Just what I need...another goat on my head!


----------



## Maggie (Nov 5, 2010)

She is cute!


----------



## HoosierShadow (Apr 20, 2010)

Awww she's too cute!


----------



## nameless_alice (Jan 10, 2012)

:laugh: 
Cute goatie!


----------



## meluvgoats (Apr 19, 2012)

Super cute. But I already have goats standing on my head


----------



## TexasRanger (Feb 2, 2010)

For more cuteness, here's momma:









Dad:









Sister (day old):


----------



## nameless_alice (Jan 10, 2012)

Aww! Mom is so fluffy!
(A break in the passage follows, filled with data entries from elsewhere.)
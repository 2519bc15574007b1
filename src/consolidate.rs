use std::collections::BTreeMap;

use crate::{loader::MonthlyPortfolio, month::MonthYear};

/// What a fund held of one instrument in one month.
#[derive(Debug, Clone, Copy, PartialEq, Default)]
pub struct Position {
    pub quantity: Option<f64>,
    pub market_value: Option<f64>,
    pub nav_percent: Option<f64>,
}

/// One instrument across all consolidated months.
#[derive(Debug, Clone, PartialEq)]
pub struct ConsolidatedRow {
    pub isin: String,
    pub name: String,
    pub industry: Option<String>,
    /// Indexed like [`ConsolidatedPortfolio::months`]; `None` where the instrument was not held.
    pub positions: Vec<Option<Position>>,
}

impl ConsolidatedRow {
    pub fn quantity(&self, month_idx: usize) -> Option<f64> {
        self.positions.get(month_idx).copied().flatten()?.quantity
    }

    pub fn market_value(&self, month_idx: usize) -> Option<f64> {
        self.positions.get(month_idx).copied().flatten()?.market_value
    }

    pub fn nav_percent(&self, month_idx: usize) -> Option<f64> {
        self.positions.get(month_idx).copied().flatten()?.nav_percent
    }

    pub fn industry_or_default(&self) -> &str {
        self.industry.as_deref().unwrap_or("Unclassified")
    }
}

/// Holdings of a fund across months, outer-joined on ISIN.
#[derive(Debug, Clone, PartialEq)]
pub struct ConsolidatedPortfolio {
    pub fund: String,
    pub months: Vec<MonthYear>,
    pub rows: Vec<ConsolidatedRow>,
}

impl ConsolidatedPortfolio {
    pub fn row(&self, isin: &str) -> Option<&ConsolidatedRow> {
        self.rows.iter().find(|r| r.isin == isin)
    }

    /// Header of the wide table: identity columns, then quantities, market values and
    /// NAV% per month.
    pub fn headers(&self) -> Vec<String> {
        let mut headers = vec![
            "ISIN".to_string(),
            "Instrument".to_string(),
            "Industry".to_string(),
        ];
        headers.extend(self.months.iter().map(|m| format!("Quantity {m}")));
        headers.extend(self.months.iter().map(|m| format!("Market value {m}")));
        headers.extend(self.months.iter().map(|m| format!("NAV% {m}")));
        headers
    }

    /// Rows of the wide table, missing values rendered empty.
    pub fn records(&self) -> impl Iterator<Item = Vec<String>> + '_ {
        let fmt = |v: Option<f64>| v.map(|v| v.to_string()).unwrap_or_default();
        self.rows.iter().map(move |row| {
            let mut record = vec![
                row.isin.clone(),
                row.name.clone(),
                row.industry.clone().unwrap_or_default(),
            ];
            record.extend((0..self.months.len()).map(|i| fmt(row.quantity(i))));
            record.extend((0..self.months.len()).map(|i| fmt(row.market_value(i))));
            record.extend((0..self.months.len()).map(|i| fmt(row.nav_percent(i))));
            record
        })
    }
}

/// Merges monthly disclosures of one fund into a single wide portfolio.
///
/// Every ISIN seen in any month appears once. Name and industry are taken from the
/// earliest month carrying them; within a month, a repeated ISIN keeps its first line.
pub fn consolidate(fund: &str, monthly: &[MonthlyPortfolio]) -> ConsolidatedPortfolio {
    let mut ordered: Vec<&MonthlyPortfolio> = monthly.iter().collect();
    ordered.sort_by_key(|p| p.month);
    ordered.dedup_by_key(|p| p.month);

    let n_months = ordered.len();
    let mut rows: BTreeMap<&str, ConsolidatedRow> = BTreeMap::new();
    for (idx, portfolio) in ordered.iter().enumerate() {
        for h in &portfolio.holdings {
            let row = rows.entry(h.isin.as_str()).or_insert_with(|| ConsolidatedRow {
                isin: h.isin.clone(),
                name: String::new(),
                industry: None,
                positions: vec![None; n_months],
            });
            if row.positions[idx].is_some() {
                continue;
            }
            if row.name.is_empty() {
                row.name.clone_from(&h.name);
            }
            if row.industry.is_none() {
                row.industry.clone_from(&h.industry);
            }
            row.positions[idx] = Some(Position {
                quantity: h.quantity,
                market_value: h.market_value,
                nav_percent: h.nav_percent,
            });
        }
    }

    ConsolidatedPortfolio {
        fund: fund.to_string(),
        months: ordered.iter().map(|p| p.month).collect(),
        rows: rows.into_values().collect(),
    }
}
use std::{fmt, str::FromStr};

use anyhow::{Context, Error};
use time::Month;

use crate::Result;

/// A calendar month of a given year, e.g. `September 2024`.
///
/// Ordering is chronological: by year, then by month.
#[derive(Debug, Clone, Copy, PartialEq, Eq, Hash)]
pub struct MonthYear {
    pub year: i32,
    pub month: Month,
}

impl MonthYear {
    pub fn new(month: Month, year: i32) -> Self {
        Self { year, month }
    }

    /// Parses `"<Month name> <YYYY>"`. Month names are matched case-insensitively.
    pub fn parse(s: &str) -> Result<Self> {
        let mut parts = s.split_whitespace();
        let (Some(name), Some(year), None) = (parts.next(), parts.next(), parts.next()) else {
            return Err(Error::msg(format!("expected \"<Month> <Year>\", got {s:?}")));
        };
        let month = month_from_name(name).with_context(|| format!("unknown month {name:?}"))?;
        if year.len() != 4 || !year.bytes().all(|b| b.is_ascii_digit()) {
            return Err(Error::msg(format!("invalid year {year:?}")));
        }
        Ok(Self::new(month, year.parse()?))
    }

    /// Name without the separating space, usable in file names.
    pub fn compact(&self) -> String {
        format!("{}{}", self.month, self.year)
    }
}

impl PartialOrd for MonthYear {
    fn partial_cmp(&self, other: &Self) -> Option<std::cmp::Ordering> {
        Some(self.cmp(other))
    }
}

impl Ord for MonthYear {
    fn cmp(&self, other: &Self) -> std::cmp::Ordering {
        (self.year, self.month as u8).cmp(&(other.year, other.month as u8))
    }
}

impl fmt::Display for MonthYear {
    fn fmt(&self, f: &mut fmt::Formatter<'_>) -> fmt::Result {
        write!(f, "{} {}", self.month, self.year)
    }
}

impl FromStr for MonthYear {
    type Err = Error;

    fn from_str(s: &str) -> Result<Self> {
        Self::parse(s)
    }
}

fn month_from_name(name: &str) -> Option<Month> {
    let mut month = Month::January;
    for _ in 0..12 {
        if month.to_string().eq_ignore_ascii_case(name) {
            return Some(month);
        }
        month = month.next();
    }
    None
}

/// Sorts month strings chronologically, dropping the ones that do not parse.
pub fn sort_month_strings<S: AsRef<str>>(months: &[S]) -> Vec<MonthYear> {
    let mut parsed: Vec<MonthYear> = months
        .iter()
        .filter_map(|m| MonthYear::parse(m.as_ref()).ok())
        .collect();
    parsed.sort();
    parsed
}

#[cfg(test)]
mod tests {
    use rstest::rstest;

    use super::*;

    #[rstest]
    #[case("September 2024", Month::September, 2024)]
    #[case("january 2021", Month::January, 2021)]
    #[case("  DECEMBER   1999 ", Month::December, 1999)]
    fn parses_month_names(#[case] input: &str, #[case] month: Month, #[case] year: i32) {
        assert_eq!(MonthYear::parse(input).unwrap(), MonthYear::new(month, year));
    }

    #[rstest]
    #[case("Sept 2024")]
    #[case("September")]
    #[case("September 24")]
    #[case("September 2024 extra")]
    #[case("2024 September")]
    fn rejects_malformed(#[case] input: &str) {
        assert!(MonthYear::parse(input).is_err());
    }

    #[test]
    fn orders_across_years() {
        let sorted = sort_month_strings(&[
            "January 2025",
            "November 2024",
            "garbage",
            "February 2024",
            "December 2024",
        ]);
        let shown: Vec<String> = sorted.iter().map(ToString::to_string).collect();
        assert_eq!(
            shown,
            ["February 2024", "November 2024", "December 2024", "January 2025"]
        );
    }

    #[test]
    fn compact_form() {
        assert_eq!(
            MonthYear::new(Month::March, 2023).compact(),
            "March2023"
        );
    }
}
She looks cuddly. ^-^


----------



## liz (Oct 5, 2007)

Awwww....how can such a sweet baby be so annoying? :laugh: Have a few here that end up where they shouldn't too.

Mama is a very pretty girl, unique too with the way her coat grows!


----------



## TexasRanger (Feb 2, 2010)

> Aww! Mom is so fluffy! She looks cuddly. ^-^


I just wish she was as soft and "fluffy" as she looks. She is a lean and bony thing. She is also standoffish 50% of the time. The only time she's friendly is when she's in heat or just had her babies. The rest of the time its "GET YOUR HANDS OFF ME!". She's not aggressive, just aloof.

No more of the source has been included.